Thank you, Faye, for responding.  Perhaps RCI got this fee wrong.  Perhaps it should have been relayed as you have stated, that there will be a $125 extra cleaning fee for less than a one week stay vs. "...*all weeks and points stays will be charged $125 fee"*.  Heck, when I contacted Angela at BIS in October, she indicated that there wouldn't be an Owners' meeting this year for Ocean Pines.  I can understand that since a quorum hasn't been met the last several years that I have attended.  I get the extra cleaning fee charge for less than 7 nights.  Most, if not all, resorts charge this fee.  Securing housekeeping services is a real issue that all resorts and privately-owned homes are facing on the Outer Banks.  Another resort that I own at on the OBX has had to increase the housekeeping budget significantly due to this factor.  It's not just the Outer Banks that's facing the issue of having issues in securing adequate housekeeping staff.  When I attended an Owners' meeting last year in Virginia Beach, this was also a stated issue.

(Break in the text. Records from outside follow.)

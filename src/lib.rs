//! City Procedural Core
//!
//! Deterministic, engine-free logic for generated city districts:
//! - Building placement (bounded rejection sampling, no footprint overlap)
//! - Road lattice and traffic-light positions
//! - Building categories and an injected style table
//! - Looping vehicle traffic
//! - Waypoint patrol agent (explicit state machine)
//!
//! Rendering, navigation and UI stay with the host engine, reached through
//! the sink and service traits in [`generation`] and [`patrol`].

pub mod config;
pub mod constants;
pub mod error;
pub mod generation;
pub mod logging;
pub mod patrol;
pub mod rng;
pub mod traffic;

pub use config::{CityConfig, PatrolConfig};
pub use error::{ConfigLoadError, GenerationError};
pub use generation::{CityGenerator, CityPlan, CitySeed};
pub use rng::{RandomSource, SeededRandom};
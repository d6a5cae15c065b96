//! Looping vehicle traffic along the lattice axes.
//!
//! Vehicles enter on the negative edge of their travel axis, drive straight at
//! constant speed, and re-enter on the same lane once they pass the far edge
//! plus the wrap margin. Stepping is explicit (`dt` in seconds); no frame loop
//! lives here.

use glam::Vec3;
use serde::{Deserialize, Serialize};

use crate::constants::VEHICLE_RIDE_HEIGHT;
use crate::error::{ensure_finite, GenerationError};
use crate::generation::AreaBounds;
use crate::rng::RandomSource;

#[derive(Debug, Clone, Copy, PartialEq, Eq, Serialize, Deserialize)]
pub enum Heading {
    /// Travels toward +X
    East,
    /// Travels toward +Z
    North,
}

impl Heading {
    pub fn direction(&self) -> Vec3 {
        match self {
            Heading::East => Vec3::X,
            Heading::North => Vec3::Z,
        }
    }
}

#[derive(Debug, Clone, Copy, PartialEq, Serialize, Deserialize)]
pub struct Vehicle {
    pub id: u32,
    pub position: Vec3,
    pub heading: Heading,
}

impl Vehicle {
    /// Move back to the entry edge, keeping the lane coordinate
    fn reenter(&mut self, bounds: &AreaBounds) {
        match self.heading {
            Heading::East => self.position.x = -bounds.half_width(),
            Heading::North => self.position.z = -bounds.half_depth(),
        }
    }
}

/// Coin flip per vehicle for heading, then a uniform lane across the other axis
pub fn spawn_vehicles(count: u32, bounds: &AreaBounds, rng: &mut impl RandomSource) -> Vec<Vehicle> {
    (0..count)
        .map(|id| {
            let east = rng.uniform(0.0, 1.0) > 0.5;
            if east {
                let lane = rng.uniform(-bounds.half_depth(), bounds.half_depth());
                Vehicle {
                    id,
                    position: Vec3::new(-bounds.half_width(), VEHICLE_RIDE_HEIGHT, lane),
                    heading: Heading::East,
                }
            } else {
                let lane = rng.uniform(-bounds.half_width(), bounds.half_width());
                Vehicle {
                    id,
                    position: Vec3::new(lane, VEHICLE_RIDE_HEIGHT, -bounds.half_depth()),
                    heading: Heading::North,
                }
            }
        })
        .collect()
}

fn out_of_range(position: Vec3, bounds: &AreaBounds, wrap_margin: f32) -> bool {
    position.x.abs() > bounds.half_width() + wrap_margin
        || position.z.abs() > bounds.half_depth() + wrap_margin
}

#[derive(Debug, Clone)]
pub struct TrafficSim {
    vehicles: Vec<Vehicle>,
    bounds: AreaBounds,
    speed: f32,
    wrap_margin: f32,
}

impl TrafficSim {
    pub fn new(
        vehicles: Vec<Vehicle>,
        bounds: AreaBounds,
        speed: f32,
        wrap_margin: f32,
    ) -> Result<Self, GenerationError> {
        bounds.validate()?;
        ensure_finite("vehicle_speed", speed)?;
        ensure_finite("vehicle_wrap_margin", wrap_margin)?;
        if speed < 0.0 {
            return Err(GenerationError::invalid("vehicle_speed", "must be >= 0"));
        }
        if wrap_margin < 0.0 {
            return Err(GenerationError::invalid("vehicle_wrap_margin", "must be >= 0"));
        }

        Ok(Self {
            vehicles,
            bounds,
            speed,
            wrap_margin,
        })
    }

    pub fn vehicles(&self) -> &[Vehicle] {
        &self.vehicles
    }

    /// Advance every vehicle by `dt` seconds. Returns how many wrapped.
    pub fn step(&mut self, dt: f32) -> Result<usize, GenerationError> {
        ensure_finite("dt", dt)?;
        if dt < 0.0 {
            return Err(GenerationError::invalid("dt", format!("must be >= 0, got {dt}")));
        }

        let travel = self.speed * dt;
        let bounds = self.bounds;
        let wrap_margin = self.wrap_margin;
        let mut wrapped = 0;
        for vehicle in &mut self.vehicles {
            vehicle.position += vehicle.heading.direction() * travel;
            if out_of_range(vehicle.position, &bounds, wrap_margin) {
                vehicle.reenter(&bounds);
                wrapped += 1;
            }
        }

        if wrapped > 0 {
            tracing::trace!(wrapped, "Vehicles re-entered the city");
        }
        Ok(wrapped)
    }
}
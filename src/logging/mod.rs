//! Structured logging via `tracing`.
//!
//! - Level-based filtering with per-module overrides
//! - `RUST_LOG` takes precedence over the configured filter
//! - Idempotent initialization (first call wins)
//! - RAII spans for timing generation runs

use serde::{Deserialize, Serialize};
use std::sync::Once;
use tracing_subscriber::EnvFilter;

#[derive(Debug, Clone, Copy, PartialEq, Eq, Serialize, Deserialize)]
pub enum LogLevel {
    Trace,
    Debug,
    Info,
    Warn,
    Error,
}

impl LogLevel {
    pub fn as_str(&self) -> &'static str {
        match self {
            LogLevel::Trace => "trace",
            LogLevel::Debug => "debug",
            LogLevel::Info => "info",
            LogLevel::Warn => "warn",
            LogLevel::Error => "error",
        }
    }
}

/// Configuration for tracing initialization
#[derive(Debug, Clone, Serialize, Deserialize)]
pub struct TracingConfig {
    pub default_level: LogLevel,
    pub module_filters: Vec<(String, LogLevel)>,
    pub show_targets: bool,
    pub show_thread_ids: bool,
}

impl Default for TracingConfig {
    fn default() -> Self {
        Self {
            default_level: LogLevel::Info,
            module_filters: vec![
                ("city_core::generation".to_string(), LogLevel::Info),
                ("city_core::traffic".to_string(), LogLevel::Warn),
                ("city_core::patrol".to_string(), LogLevel::Info),
            ],
            show_targets: true,
            show_thread_ids: false,
        }
    }
}

impl TracingConfig {
    pub fn to_env_filter_string(&self) -> String {
        let mut parts = vec![self.default_level.as_str().to_string()];
        for (module, level) in &self.module_filters {
            parts.push(format!("{}={}", module, level.as_str()));
        }
        parts.join(",")
    }
}

static TRACING_INIT: Once = Once::new();

/// Initialize tracing with default settings (safe to call repeatedly)
pub fn init_tracing_default() {
    init_tracing(&TracingConfig::default());
}

/// Initialize tracing with a custom config; only the first call takes effect
pub fn init_tracing(config: &TracingConfig) {
    let filter_str = config.to_env_filter_string();
    let show_targets = config.show_targets;
    let show_thread_ids = config.show_thread_ids;

    TRACING_INIT.call_once(move || {
        let filter =
            EnvFilter::try_from_default_env().unwrap_or_else(|_| EnvFilter::new(&filter_str));

        let subscriber = tracing_subscriber::fmt()
            .with_env_filter(filter)
            .with_target(show_targets)
            .with_thread_ids(show_thread_ids)
            .with_file(false)
            .with_line_number(false)
            .compact();

        // A host may already have installed a global subscriber
        let _ = subscriber.try_init();
    });
}

/// Entered span that closes when dropped
pub struct TimingSpan {
    _span: tracing::span::EnteredSpan,
}

impl TimingSpan {
    pub fn new(name: &str) -> Self {
        let span = tracing::debug_span!("operation", name = name);
        Self {
            _span: span.entered(),
        }
    }
}

#[cfg(test)]
mod tests {
    use super::*;

    #[test]
    fn test_log_level_as_str() {
        assert_eq!(LogLevel::Trace.as_str(), "trace");
        assert_eq!(LogLevel::Debug.as_str(), "debug");
        assert_eq!(LogLevel::Info.as_str(), "info");
        assert_eq!(LogLevel::Warn.as_str(), "warn");
        assert_eq!(LogLevel::Error.as_str(), "error");
    }

    #[test]
    fn test_env_filter_string() {
        let filter = TracingConfig::default().to_env_filter_string();
        assert!(filter.starts_with("info"));
        assert!(filter.contains("city_core::generation=info"));
        assert!(filter.contains("city_core::traffic=warn"));
    }

    #[test]
    fn test_custom_config() {
        let config = TracingConfig {
            default_level: LogLevel::Debug,
            module_filters: vec![("my_module".to_string(), LogLevel::Trace)],
            show_targets: false,
            show_thread_ids: true,
        };
        assert_eq!(config.to_env_filter_string(), "debug,my_module=trace");
    }

    #[test]
    fn test_init_tracing_idempotent() {
        init_tracing_default();
        init_tracing_default();
        init_tracing(&TracingConfig::default());
    }

    #[test]
    fn test_timing_span() {
        init_tracing_default();
        let _span = TimingSpan::new("test_operation");
        tracing::debug!("inside span");
    }
}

Thanks again, Faye.  I will be contacting BIS to find out what's going on with this Vacation Notice that I received from RCI.  I can't imagine that it is correct.  I also can't imagine that this would be enacted only for Ocean Pines and not BIS also.  After all, they are sister resorts managed by the same folks.  Guests of Ocean Pines have the ability to use BIS's amenities.

Sorry about my "tirade" if this is an RCI error.  If true (regarding Ocean Pines only), I'll be very interested to see what SPM has to say about imposing such a ridiculous "housekeeping/linen" fee for all weeks and points stays.


----------



## Egret1986 (Nov 19, 2017)

RLS50 said:


> Wow, that is a hefty fee.  I wasn't expecting anything like that.  I think I really dislike that decision.   At the very least the fee seems like it should be a daily fee.  What exactly does the guest get for this?  Daily housekeeping?   Every other day?  A single housekeeping visit during their stay?   That seems like a lot of money to charge someone unless you deliver something of real value in return?
> 
> While I stated I don't have a real problem per se with daily amenity fees (provided the resort charging those fees is actually providing top shelf amenities), I agree with you that this housekeeping charge seems excessive and could potentially backfire on the resort(s) in a number of different ways.    I don't like mandatory "housekeeping" fees anywhere, daily or otherwise.  Especially at places like the BIS Resorts in Duck / Ocean Pines where most units have access to a washer / dryer.  Many Guests, who are already timeshare owners elsewhere who traded in, may be perfectly fine doing their own laundry and housekeeping.   Owners and Guests should have the option to pay extra for housekeeping like at many Marriott's offer, or like Diamond has done at the Virginia Beach properties.
> 
> ...



Hopefully, as Faye has responded, since no such fee exists at BIS for "all weeks and points stays" for RCI exchanges that this is simply an error on RCI's part for Ocean Pines.  I hope so.  I can't imagine that it would be instituted at Ocean Pines and not BIS since they are "sister" resorts and have the same management.  My husband just stated that maybe I just got "trolled" or it's "fake news". 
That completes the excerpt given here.